# [GOAL OF THE EXERCISE]
Would you print the material exactly, starting at its first line and ending at the line holding "pub const DEFAULT_USER: &str"?

# [GIVEN ENTRIES]
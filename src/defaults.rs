//! Default values for git-fusion-url configuration.
//!
//! This module provides centralized default values used across the library
//! and the commands, ensuring consistency and avoiding duplication.

use std::path::PathBuf;

/// User reported by the global defaults when the `global` entry names none.
pub const DEFAULT_USER: &str = "gitlab";

/// Environment variable naming the configuration file.
pub const CONFIG_ENV: &str = "GIT_FUSION_CONFIG";

/// Returns the default configuration file path.
///
/// This can be overridden by the `--config` CLI flag or the
/// `GIT_FUSION_CONFIG` environment variable.
pub fn default_config_path() -> PathBuf {
    PathBuf::from("git_fusion.yml")
}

# [ANSWER TO THE PROBLEM]
filename src/defaults.rs
//! Default values for git-fusion-url configuration.
//!
//! This module provides centralized default values used across the library
//! and the commands, ensuring consistency and avoiding duplication.

use std::path::PathBuf;

/// User reported by the global defaults when the `global` entry names none.
pub const DEFAULT_USER: &str = "gitlab";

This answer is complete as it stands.